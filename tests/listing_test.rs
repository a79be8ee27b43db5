use std::cell::{Cell, RefCell};
use std::collections::BTreeMap;
use std::rc::Rc;

use dirtree::engine;
use dirtree::{
    walk, Attributes, DirEnumerator, DirTreeError, Listing, ListingCursor, Mode, PathSpec,
    RawEntry,
};

// ---------------------------------------------------------------------------
// In-memory listing
// ---------------------------------------------------------------------------

#[derive(Default)]
struct Counters {
    opened: Cell<usize>,
    closed: Cell<usize>,
    patterns: RefCell<Vec<String>>,
}

/// A directory tree keyed by `volume + directory` (e.g. `""`, `"src\\"`).
///
/// Every listing reports `.` and `..` first, like the host primitive does.
#[derive(Clone, Default)]
struct MemTree {
    dirs: BTreeMap<String, Vec<(String, Attributes)>>,
    unreachable: Vec<String>,
    counters: Rc<Counters>,
}

impl MemTree {
    fn file(mut self, dir: &str, name: &str) -> Self {
        self.dirs.entry(dir.into()).or_default().push((name.into(), Attributes::file(1)));
        self
    }

    fn folder(mut self, dir: &str, name: &str) -> Self {
        self.dirs.entry(dir.into()).or_default().push((name.into(), Attributes::dir()));
        self.dirs.entry(format!("{dir}{name}\\")).or_default();
        self
    }

    fn unreachable(mut self, dir: &str) -> Self {
        self.unreachable.push(dir.into());
        self
    }
}

struct MemCursor {
    entries: std::vec::IntoIter<RawEntry>,
    counters: Rc<Counters>,
    closed: bool,
}

impl ListingCursor for MemCursor {
    fn next_entry(&mut self) -> Option<RawEntry> {
        self.entries.next()
    }

    fn close(&mut self) {
        if !self.closed {
            self.closed = true;
            self.counters.closed.set(self.counters.closed.get() + 1);
        }
    }
}

impl Listing for MemTree {
    fn open(&self, pattern: &PathSpec) -> Result<Box<dyn ListingCursor>, DirTreeError> {
        self.counters.patterns.borrow_mut().push(pattern.to_string());
        let (volume, directory, file) = pattern.split3();
        let key = format!("{volume}{directory}");

        if self.unreachable.contains(&key) {
            return Err(DirTreeError::NetworkUnavailable(key.into()));
        }
        let Some(children) = self.dirs.get(&key) else {
            return Err(DirTreeError::NotFound(key.into()));
        };

        self.counters.opened.set(self.counters.opened.get() + 1);
        let mut entries = vec![
            RawEntry::new(".", Attributes::dir()),
            RawEntry::new("..", Attributes::dir()),
        ];
        entries.extend(
            children
                .iter()
                .filter(|(name, _)| wildcard(file, name))
                .map(|(name, attrs)| RawEntry::new(name.clone(), *attrs)),
        );
        Ok(Box::new(MemCursor {
            entries: entries.into_iter(),
            counters: Rc::clone(&self.counters),
            closed: false,
        }))
    }

    fn exists(&self, spec: &PathSpec) -> bool {
        let (volume, directory, file) = spec.split3();
        self.dirs
            .get(&format!("{volume}{directory}"))
            .is_some_and(|c| c.iter().any(|(n, _)| n == file))
    }
}

fn wildcard(pattern: &str, name: &str) -> bool {
    fn go(p: &[char], n: &[char]) -> bool {
        match (p.first(), n.first()) {
            (None, None) => true,
            (Some('*'), _) => go(&p[1..], n) || (!n.is_empty() && go(p, &n[1..])),
            (Some('?'), Some(_)) => go(&p[1..], &n[1..]),
            (Some(a), Some(b)) => a == b && go(&p[1..], &n[1..]),
            _ => false,
        }
    }
    let p: Vec<char> = pattern.chars().collect();
    let n: Vec<char> = name.chars().collect();
    go(&p, &n)
}

/// ```text
/// main.cpp
/// readme.md
/// lib/
///   util.cpp
///   inner/
///     x.cpp
/// net/          (unreachable)
/// res/
///   icon.png
/// ```
fn sample_tree() -> MemTree {
    MemTree::default()
        .file("", "main.cpp")
        .file("", "readme.md")
        .folder("", "lib")
        .file("lib\\", "util.cpp")
        .folder("lib\\", "inner")
        .file("lib\\inner\\", "x.cpp")
        .folder("", "net")
        .unreachable("net\\")
        .folder("", "res")
        .file("res\\", "icon.png")
}

fn collect(tree: &MemTree, pattern: &str, mode: Mode) -> Vec<String> {
    let pattern = PathSpec::new(pattern).unwrap();
    let mut seen = Vec::new();
    engine::for_each(tree, &pattern, mode, |e| seen.push(e.spec.to_string()));
    seen
}

// ---------------------------------------------------------------------------
// Tests
// ---------------------------------------------------------------------------

#[test]
fn never_yields_dot_entries() {
    let tree = sample_tree();
    let seen = collect(&tree, "*", Mode::IncludeSubfolders);
    assert!(!seen.is_empty());
    assert!(seen.iter().all(|s| !s.ends_with('.')));
}

#[test]
fn visits_every_match_once_in_order() {
    let tree = sample_tree();
    let seen = collect(&tree, "*.cpp", Mode::IncludeSubfolders);
    assert_eq!(seen, ["main.cpp", "lib\\util.cpp", "lib\\inner\\x.cpp"]);
}

#[test]
fn unreachable_share_does_not_abort_walk() {
    let tree = sample_tree();
    let results = walk("*")
        .listing(tree.clone())
        .subfolders(true)
        .collect_errors(true)
        .collect_paths(true)
        .run()
        .unwrap();

    let paths: Vec<_> = results.paths.iter().map(PathSpec::as_str).collect();
    assert!(paths.contains(&"res\\icon.png"), "walk continued past net\\");
    assert!(paths.contains(&"net"), "the share itself is still listed");
    assert_eq!(results.errors.len(), 2);
    assert!(results.errors.iter().all(DirTreeError::is_network));
}

#[test]
fn shallow_mode_opens_exactly_one_listing() {
    let tree = sample_tree();
    collect(&tree, "*.cpp", Mode::ShallowOnly);
    assert_eq!(tree.counters.patterns.borrow().as_slice(), ["*.cpp"]);
}

#[test]
fn deep_mode_reopens_each_level_with_full_wildcard() {
    let tree = sample_tree();
    collect(&tree, "lib\\*.cpp", Mode::IncludeSubfolders);
    assert_eq!(
        tree.counters.patterns.borrow().as_slice(),
        ["lib\\*.cpp", "lib\\*", "lib\\inner\\*.cpp", "lib\\inner\\*"]
    );
}

#[test]
fn every_opened_listing_is_closed_once() {
    let tree = sample_tree();
    collect(&tree, "*", Mode::IncludeSubfolders);
    assert!(tree.counters.opened.get() > 0);
    assert_eq!(tree.counters.opened.get(), tree.counters.closed.get());
}

#[test]
fn early_stop_still_releases_listings() {
    let tree = sample_tree();
    let results = walk("*.cpp")
        .listing(tree.clone())
        .subfolders(true)
        .limit(2)
        .collect_paths(true)
        .run()
        .unwrap();

    let paths: Vec<_> = results.paths.iter().map(PathSpec::as_str).collect();
    assert_eq!(paths, ["main.cpp", "lib\\util.cpp"]);
    assert_eq!(tree.counters.opened.get(), tree.counters.closed.get());
}

#[test]
fn enumerator_reports_network_failure() {
    let tree = sample_tree();
    let pattern = PathSpec::new("net\\*").unwrap();
    let it = DirEnumerator::open(&tree, &pattern);
    assert!(!it.has_current());
    assert!(!it.is_network_available());

    let missing = PathSpec::new("gone\\*").unwrap();
    let it = DirEnumerator::open(&tree, &missing);
    assert!(!it.has_current());
    assert!(it.is_network_available());
    assert!(matches!(it.open_error(), Some(DirTreeError::NotFound(_))));
}

#[test]
fn volume_is_kept_in_composed_entries() {
    let tree = MemTree::default().file("c:\\data\\", "log.txt");
    let seen = collect(&tree, "c:\\data\\*.txt", Mode::ShallowOnly);
    assert_eq!(seen, ["c:\\data\\log.txt"]);
    assert!(PathSpec::new("c:\\data\\log.txt").unwrap().exists_in(&tree));
}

========================================

This exercise needs each record retyped exactly as shown.

filename tests/listing_test.rs
repository a79be8ee27b43db5
use std::cell::{Cell, RefCell};
use std::collections::BTreeMap;
use std::rc::Rc;

use dirtree::engine;
use dirtree::{
    walk, Attributes, DirEnumerator, DirTreeError, Listing, ListingCursor, Mode, PathSpec,
    RawEntry,
};

// ---------------------------------------------------------------------------
// In-memory listing
// ---------------------------------------------------------------------------

#[derive(Default)]
struct Counters {
    opened: Cell<usize>,
    closed: Cell<usize>,
    patterns: RefCell<Vec<String>>,
}

/// A directory tree keyed by `volume + directory` (e.g. `""`, `"src\\"`).
///
/// Every listing reports `.` and `..` first, like the host primitive does.
#[derive(Clone, Default)]
struct MemTree {
    dirs: BTreeMap<String, Vec<(String, Attributes)>>,
    unreachable: Vec<String>,
    counters: Rc<Counters>,
}

impl MemTree {
    fn file(mut self, dir: &str, name: &str) -> Self {
        self.dirs.entry(dir.into()).or_default().push((name.into(), Attributes::file(1)));
        self
    }

    fn folder(mut self, dir: &str, name: &str) -> Self {
        self.dirs.entry(dir.into()).or_default().push((name.into(), Attributes::dir()));
        self.dirs.entry(format!("{dir}{name}\\")).or_default();
        self
    }

    fn unreachable(mut self, dir: &str) -> Self {
        self.unreachable.push(dir.into());
        self
    }
}

struct MemCursor {
    entries: std::vec::IntoIter<RawEntry>,
    counters: Rc<Counters>,
    closed: bool,
}

impl ListingCursor for MemCursor {
    fn next_entry(&mut self) -> Option<RawEntry> {
        self.entries.next()
    }

    fn close(&mut self) {
        if !self.closed {
            self.closed = true;
            self.counters.closed.set(self.counters.closed.get() + 1);
        }
    }
}

impl Listing for MemTree {
    fn open(&self, pattern: &PathSpec) -> Result<Box<dyn ListingCursor>, DirTreeError> {
        self.counters.patterns.borrow_mut().push(pattern.to_string());
        let (volume, directory, file) = pattern.split3();
        let key = format!("{volume}{directory}");

        if self.unreachable.contains(&key) {
            return Err(DirTreeError::NetworkUnavailable(key.into()));
        }
        let Some(children) = self.dirs.get(&key) else {
            return Err(DirTreeError::NotFound(key.into()));
        };

        self.counters.opened.set(self.counters.opened.get() + 1);
        let mut entries = vec![
            RawEntry::new(".", Attributes::dir()),
            RawEntry::new("..", Attributes::dir()),
        ];
        entries.extend(
            children
                .iter()
                .filter(|(name, _)| wildcard(file, name))
                .map(|(name, attrs)| RawEntry::new(name.clone(), *attrs)),
        );
        Ok(Box::new(MemCursor {
            entries: entries.into_iter(),
            counters: Rc::clone(&self.counters),
            closed: false,
        }))
    }

    fn exists(&self, spec: &PathSpec) -> bool {
        let (volume, directory, file) = spec.split3();
        self.dirs
            .get(&format!("{volume}{directory}"))
            .is_some_and(|c| c.iter().any(|(n, _)| n == file))
    }
}

fn wildcard(pattern: &str, name: &str) -> bool {
    fn go(p: &[char], n: &[char]) -> bool {
        match (p.first(), n.first()) {
            (None, None) => true,
            (Some('*'), _) => go(&p[1..], n) || (!n.is_empty() && go(p, &n[1..])),
            (Some('?'), Some(_)) => go(&p[1..], &n[1..]),
            (Some(a), Some(b)) => a == b && go(&p[1..], &n[1..]),
            _ => false,
        }
    }
    let p: Vec<char> = pattern.chars().collect();
    let n: Vec<char> = name.chars().collect();
    go(&p, &n)
}

/// ```text
/// main.cpp
/// readme.md
/// lib/
///   util.cpp
///   inner/
///     x.cpp
/// net/          (unreachable)
/// res/
///   icon.png
/// ```
fn sample_tree() -> MemTree {
    MemTree::default()
        .file("", "main.cpp")
        .file("", "readme.md")
        .folder("", "lib")
        .file("lib\\", "util.cpp")
        .folder("lib\\", "inner")
        .file("lib\\inner\\", "x.cpp")
        .folder("", "net")
        .unreachable("net\\")
        .folder("", "res")
        .file("res\\", "icon.png")
}

fn collect(tree: &MemTree, pattern: &str, mode: Mode) -> Vec<String> {
    let pattern = PathSpec::new(pattern).unwrap();
    let mut seen = Vec::new();
    engine::for_each(tree, &pattern, mode, |e| seen.push(e.spec.to_string()));
    seen
}

// ---------------------------------------------------------------------------
// Tests
// ---------------------------------------------------------------------------

#[test]
fn never_yields_dot_entries() {
    let tree = sample_tree();
    let seen = collect(&tree, "*", Mode::IncludeSubfolders);
    assert!(!seen.is_empty());
    assert!(seen.iter().all(|s| !s.ends_with('.')));
}

#[test]
fn visits_every_match_once_in_order() {
    let tree = sample_tree();
    let seen = collect(&tree, "*.cpp", Mode::IncludeSubfolders);
    assert_eq!(seen, ["main.cpp", "lib\\util.cpp", "lib\\inner\\x.cpp"]);
}

#[test]
fn unreachable_share_does_not_abort_walk() {
    let tree = sample_tree();
    let results = walk("*")
        .listing(tree.clone())
        .subfolders(true)
        .collect_errors(true)
        .collect_paths(true)
        .run()
        .unwrap();

    let paths: Vec<_> = results.paths.iter().map(PathSpec::as_str).collect();
    assert!(paths.contains(&"res\\icon.png"), "walk continued past net\\");
    assert!(paths.contains(&"net"), "the share itself is still listed");
    assert_eq!(results.errors.len(), 2);
    assert!(results.errors.iter().all(DirTreeError::is_network));
}

#[test]
fn shallow_mode_opens_exactly_one_listing() {
    let tree = sample_tree();
    collect(&tree, "*.cpp", Mode::ShallowOnly);
    assert_eq!(tree.counters.patterns.borrow().as_slice(), ["*.cpp"]);
}

#[test]
fn deep_mode_reopens_each_level_with_full_wildcard() {
    let tree = sample_tree();
    collect(&tree, "lib\\*.cpp", Mode::IncludeSubfolders);
    assert_eq!(
        tree.counters.patterns.borrow().as_slice(),
        ["lib\\*.cpp", "lib\\*", "lib\\inner\\*.cpp", "lib\\inner\\*"]
    );
}

#[test]
fn every_opened_listing_is_closed_once() {
    let tree = sample_tree();
    collect(&tree, "*", Mode::IncludeSubfolders);
    assert!(tree.counters.opened.get() > 0);
    assert_eq!(tree.counters.opened.get(), tree.counters.closed.get());
}

#[test]
fn early_stop_still_releases_listings() {
    let tree = sample_tree();
    let results = walk("*.cpp")
        .listing(tree.clone())
        .subfolders(true)
        .limit(2)
        .collect_paths(true)
        .run()
        .unwrap();

    let paths: Vec<_> = results.paths.iter().map(PathSpec::as_str).collect();
    assert_eq!(paths, ["main.cpp", "lib\\util.cpp"]);
    assert_eq!(tree.counters.opened.get(), tree.counters.closed.get());
}

#[test]
fn enumerator_reports_network_failure() {
    let tree = sample_tree();
    let pattern = PathSpec::new("net\\*").unwrap();
    let it = DirEnumerator::open(&tree, &pattern);
    assert!(!it.has_current());
    assert!(!it.is_network_available());

    let missing = PathSpec::new("gone\\*").unwrap();
    let it = DirEnumerator::open(&tree, &missing);
    assert!(!it.has_current());
    assert!(it.is_network_available());
    assert!(matches!(it.open_error(), Some(DirTreeError::NotFound(_))));
}

#[test]
fn volume_is_kept_in_composed_entries() {
    let tree = MemTree::default().file("c:\\data\\", "log.txt");
    let seen = collect(&tree, "c:\\data\\*.txt", Mode::ShallowOnly);
    assert_eq!(seen, ["c:\\data\\log.txt"]);
    assert!(PathSpec::new("c:\\data\\log.txt").unwrap().exists_in(&tree));
}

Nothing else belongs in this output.